Blimey - it's the 10th anniversary of Kate's Cuttings!

Blimey - it's the 10th anniversary of Kate's Cuttings! Blimey - it's the 10th anniversary of Kate's Cuttings! Blimey - it's the 10th anniversary of Kate's Cuttings!

It is ten years since the following words of mine appeared in our excellent village newsletter in Tollerton:

‘Call me sad, but I am an obsessive gardener and I have always wanted a gardening column. Don’t get me wrong, I’m no Alan Titchmarsh or Pippa Greenwood but the chance to share my successes (few) and failures (many) with other gardeners and for them to share their experiences with the rest of us seems to me to be a worthwhile and harmless exercise in this increasingly complicated world’.

In March 2002 our pond (pictured in 2011) at Charnwood had just been re-sited at the front of the house, we had several tonnes of farmyard manure delivered, I was looking for heron deterrents (no change there) and the ‘south garden’ to the side of the house was being planned. It was the year the Euro was introduced, ‘A Beautiful Mind’ won the Oscar for best film and the winter Olympics had just ended in Salt Lake City. My Dad always used to say that the older you get, the faster time flies, as usual he was right. Ten years – incredible!

Your response to my humble scribblings has always been marvellous and very much appreciated, thank you. To mark this auspicious anniversary I am working on a book of edited ‘Kate’s Cuttings’, beautifully illustrated by Kevin Pyke’s gorgeous photographs of Charnwood through the seasons, many of the phtots on this website are his. All being well it will be on sale when we open the garden through the NGS this year on the afternoons of 6 and 7 May. More on that next month.

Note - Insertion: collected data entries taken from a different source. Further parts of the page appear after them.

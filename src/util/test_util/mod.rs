use std::panic;
use std::sync::mpsc;
use std::sync::Mutex;
use std::thread;
use std::time::Duration;

pub mod fixtures;
pub mod mock_asm;
pub mod mock_machine;

// https://github.com/rust-lang/rfcs/issues/2798#issuecomment-552949300
pub fn panic_after<T, F>(millis: u64, f: F) -> T
where
    T: Send + 'static,
    F: FnOnce() -> T,
    F: Send + 'static,
{
    let (done_tx, done_rx) = mpsc::channel();
    let handle = thread::spawn(move || {
        let val = f();
        done_tx.send(()).expect("Unable to send completion signal");
        val
    });

    match done_rx.recv_timeout(Duration::from_millis(millis)) {
        Ok(_) => handle.join().expect("Thread panicked"),
        Err(e) => panic!("Thread took too long: {}", e),
    }
}

lazy_static! {
    // A global lock to make tests serial.
    // Tests that set BARRIER_* environment variables race with every other test that reads options.
    static ref SERIAL_TEST_LOCK: Mutex<()> = Mutex::default();
}

// force some tests to be executed serially
pub fn serial_test<F>(f: F)
where
    F: FnOnce(),
{
    // If one test fails, the lock will become poisoned. We would want to continue for other tests anyway.
    let _guard = SERIAL_TEST_LOCK
        .lock()
        .unwrap_or_else(|poisoned| poisoned.into_inner());
    f();
}

// Always execute a cleanup closure no matter the test panics or not.
pub fn with_cleanup<T, C>(test: T, cleanup: C)
where
    T: FnOnce() + panic::UnwindSafe,
    C: FnOnce(),
{
    let res = panic::catch_unwind(test);
    cleanup();
    if let Err(e) = res {
        panic::resume_unwind(e);
    }
}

As I write this mid February there is snow on the ground. But the garden still provides some cheer – snowdrops, winter aconites, a variegated holly and the evergreen Viburnum tinus ‘Eve Price’ all look good. The Viburnum smells lovely, to me of nutmeg. I pop a few bulbs in pots in the greenhouse each autumn to bring them on a bit and to lift the spirits early in the year and a tete a tete daffodil has just come into flower. This is one of the best early dwarf daffodils; it increases happily and looks good in almost any setting. I have it in generous clumps between some clipped box at the front of the house and it lasts for ages unlike some of the grander, more ornamental varieties. Don’t forget that if you buy pots of spring bulbs, daffodils, hyacinth or crocus for the house, you can plant them out in the garden after they have flowered. Cut the dead flower off, give it a good water and a feed if you have some handy and plant it twice the depth of the bulb, perhaps in a bare patch of soil under a shrub; with luck it will delight you for years.

Thank you once again for reading this blog: there is no way I would still be writing it if it were not for your kind words and encouragement. And remember, your garden is there for you to enjoy so don’t worry about a few weeds or an untidy hedge. In the words of the incomparable Derek Jarman: ‘If a garden isn’t shaggy, forget it’.

Happy gardening!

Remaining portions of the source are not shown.